8.根据权利要求7所述的生物活性植骨材料，其特征在于，所述生物活性植骨材料包括生物活性羟基磷灰石，并采用如下方法进行制备：

(A-1)将质量比为4∶12∶100的磷酸氢二铵、四水硝酸钙和去离子水混合，获得钙磷溶液；

(A-2)加碱调节溶液pH值至10，加热搅拌后进行陈化，过滤、洗涤、烘干，获得生物活性羟基磷灰石；

(A-3)将质量比为(0.2-0.5)∶10∶100的替卡西林钠克拉维酸钾、生物活性羟基磷灰石和去离子水混合，添加质量为去离子水质量0.5-1％的聚乙烯醇P6000进行分散后静置，过滤、洗涤、烘干。

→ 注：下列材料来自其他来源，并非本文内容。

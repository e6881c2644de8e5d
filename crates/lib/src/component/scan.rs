//! Catalog discovery from a component repository.
//!
//! # Repository Layout
//!
//! ```text
//! <repository>/
//! ├── skills/<name>/SKILL.md   # skill directory, frontmatter may declare `requires`
//! ├── commands/<name>.md
//! ├── agents/<name>.md
//! ├── hooks/<name>.json        # canonical hook config
//! └── mcp/<name>.json          # MCP server spec
//! ```
//!
//! Skill frontmatter:
//!
//! ```text
//! ---
//! requires:
//!   skills: [git-basics]
//!   agents: [reviewer]
//!   mcpServers: [github]
//! ---
//! ```

use std::fs;
use std::io;
use std::path::{Path, PathBuf};

use serde::Deserialize;
use thiserror::Error;
use tracing::{debug, info, warn};

use super::types::{Catalog, Category, ComponentId, Descriptor};
use crate::hooks::CanonicalHookConfig;

const SKILL_MANIFEST: &str = "SKILL.md";

#[derive(Debug, Error)]
pub enum ScanError {
  #[error("component repository not found: {}", path.display())]
  RepositoryNotFound { path: PathBuf },

  #[error("failed to read {}: {source}", path.display())]
  ReadDir { path: PathBuf, source: io::Error },
}

#[derive(Debug, Default, Deserialize)]
struct SkillFrontmatter {
  #[serde(default)]
  requires: Requires,
}

#[derive(Debug, Default, Deserialize)]
#[serde(rename_all = "camelCase")]
struct Requires {
  #[serde(default)]
  skills: Vec<String>,
  #[serde(default)]
  agents: Vec<String>,
  #[serde(default)]
  mcp_servers: Vec<String>,
}

impl Requires {
  fn into_ids(self) -> impl Iterator<Item = ComponentId> {
    let skills = self.skills.into_iter().map(|n| ComponentId::new(Category::Skill, n));
    let agents = self.agents.into_iter().map(|n| ComponentId::new(Category::Agent, n));
    let servers = self.mcp_servers.into_iter().map(|n| ComponentId::new(Category::McpServer, n));
    skills.chain(agents).chain(servers)
  }
}

/// Scan `repository` into a catalog.
///
/// Missing category directories are empty categories. Entries that cannot be
/// read or parsed are skipped with a warning.
pub fn scan(repository: &Path) -> Result<Catalog, ScanError> {
  if !repository.is_dir() {
    return Err(ScanError::RepositoryNotFound {
      path: repository.to_path_buf(),
    });
  }

  let mut descriptors = Vec::new();
  descriptors.extend(scan_skills(repository)?);
  descriptors.extend(scan_markdown(repository, "commands", Category::Command)?);
  descriptors.extend(scan_markdown(repository, "agents", Category::Agent)?);
  descriptors.extend(scan_json(repository, "mcp", Category::McpServer)?);
  descriptors.extend(scan_json(repository, "hooks", Category::Hook)?);

  let catalog = Catalog::new(descriptors);
  info!(repository = %repository.display(), components = catalog.len(), "scanned component repository");
  Ok(catalog)
}

/// Entries of `dir` sorted by file name, or nothing if it does not exist.
fn sorted_entries(dir: &Path) -> Result<Vec<PathBuf>, ScanError> {
  let read_dir = match fs::read_dir(dir) {
    Ok(read_dir) => read_dir,
    Err(e) if e.kind() == io::ErrorKind::NotFound => return Ok(Vec::new()),
    Err(e) => {
      return Err(ScanError::ReadDir {
        path: dir.to_path_buf(),
        source: e,
      });
    }
  };

  let mut paths = Vec::new();
  for entry in read_dir {
    match entry {
      Ok(entry) => paths.push(entry.path()),
      Err(e) => warn!(dir = %dir.display(), error = %e, "skipping unreadable entry"),
    }
  }
  paths.sort();
  Ok(paths)
}

fn relative(repository: &Path, path: &Path) -> String {
  path
    .strip_prefix(repository)
    .unwrap_or(path)
    .to_string_lossy()
    .replace('\\', "/")
}

fn stem_with_extension(path: &Path, extension: &str) -> Option<String> {
  if path.extension().and_then(|e| e.to_str()) != Some(extension) || !path.is_file() {
    return None;
  }
  path.file_stem().and_then(|s| s.to_str()).map(str::to_string)
}

fn scan_skills(repository: &Path) -> Result<Vec<Descriptor>, ScanError> {
  let mut descriptors = Vec::new();

  for path in sorted_entries(&repository.join("skills"))? {
    if !path.is_dir() {
      continue;
    }
    let Some(name) = path.file_name().and_then(|n| n.to_str()).map(str::to_string) else {
      continue;
    };

    let manifest = path.join(SKILL_MANIFEST);
    let content = match fs::read_to_string(&manifest) {
      Ok(content) => content,
      Err(e) => {
        warn!(skill = %name, path = %manifest.display(), error = %e, "skipping skill without readable manifest");
        continue;
      }
    };

    let requires = match parse_frontmatter(&content) {
      Ok(frontmatter) => frontmatter.requires,
      Err(e) => {
        warn!(skill = %name, error = %e, "invalid skill frontmatter, ignoring dependencies");
        Requires::default()
      }
    };

    let mut descriptor = Descriptor::file(Category::Skill, name, &path).with_dependencies(requires.into_ids());
    descriptor.source_reference = relative(repository, &path);
    debug!(id = %descriptor.id, dependencies = descriptor.dependencies.len(), "found skill");
    descriptors.push(descriptor);
  }

  Ok(descriptors)
}

/// Parse the YAML block between leading `---` fences. No frontmatter is not an error.
fn parse_frontmatter(content: &str) -> Result<SkillFrontmatter, serde_yaml::Error> {
  let Some(rest) = content.strip_prefix("---") else {
    return Ok(SkillFrontmatter::default());
  };
  let Some(end) = rest.find("\n---") else {
    return Ok(SkillFrontmatter::default());
  };

  let yaml = &rest[..end];
  if yaml.trim().is_empty() {
    return Ok(SkillFrontmatter::default());
  }
  serde_yaml::from_str(yaml)
}

fn scan_markdown(repository: &Path, dir: &str, category: Category) -> Result<Vec<Descriptor>, ScanError> {
  let mut descriptors = Vec::new();

  for path in sorted_entries(&repository.join(dir))? {
    let Some(name) = stem_with_extension(&path, "md") else {
      continue;
    };
    let mut descriptor = Descriptor::file(category, name, &path);
    descriptor.source_reference = relative(repository, &path);
    descriptors.push(descriptor);
  }

  Ok(descriptors)
}

fn scan_json(repository: &Path, dir: &str, category: Category) -> Result<Vec<Descriptor>, ScanError> {
  let mut descriptors = Vec::new();

  for path in sorted_entries(&repository.join(dir))? {
    let Some(name) = stem_with_extension(&path, "json") else {
      continue;
    };
    let source_reference = relative(repository, &path);

    let content = match fs::read_to_string(&path) {
      Ok(content) => content,
      Err(e) => {
        warn!(path = %path.display(), error = %e, "skipping unreadable component");
        continue;
      }
    };

    let descriptor = match category {
      Category::Hook => match serde_json::from_str::<CanonicalHookConfig>(&content) {
        Ok(config) => Descriptor::hook(name, config, source_reference),
        Err(e) => {
          warn!(path = %path.display(), error = %e, "skipping invalid hook config");
          continue;
        }
      },
      _ => match serde_json::from_str::<serde_json::Value>(&content) {
        Ok(spec) if spec.is_object() => Descriptor::mcp_server(name, spec, source_reference),
        Ok(_) => {
          warn!(path = %path.display(), "skipping MCP server spec that is not an object");
          continue;
        }
        Err(e) => {
          warn!(path = %path.display(), error = %e, "skipping invalid MCP server spec");
          continue;
        }
      },
    };
    descriptors.push(descriptor);
  }

  Ok(descriptors)
}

9.根据权利要求7所述的生物活性植骨材料，其特征在于，所述生物活性植骨材料包括生物活性玻璃，并采用如下方法进行制备：

(B-1)将正硅酸甲酯在丙三醇中溶解，加酸调节PH值至2，依次滴加质量为正硅酸甲酯质量10％-12％的磷酸三乙酯和质量为正硅酸甲酯质量2％-4％的异辛酸锆，搅拌获得硅磷酸盐溶胶；

(B-2)将质量比为(5-10)∶100的硝酸钙和去离子水混合，混合均匀获得钙盐溶液；

(B-3)按磷酸三乙酯∶硝酸钙＝8∶10的摩尔比，向硅磷酸盐溶胶中滴加钙盐溶液，混合均匀并添加氨水调节PH值至12，静置后离心分离沉淀，过滤、洗涤、干燥；

(B-4)将质量比为(0.2-0.5)∶10∶100的替卡西林钠克拉维酸钾、生物活性玻璃和去离子水混合，添加质量为去离子水质量0.5-1％的聚乙烯醇P6000进行分散后静置，过滤、洗涤、烘干。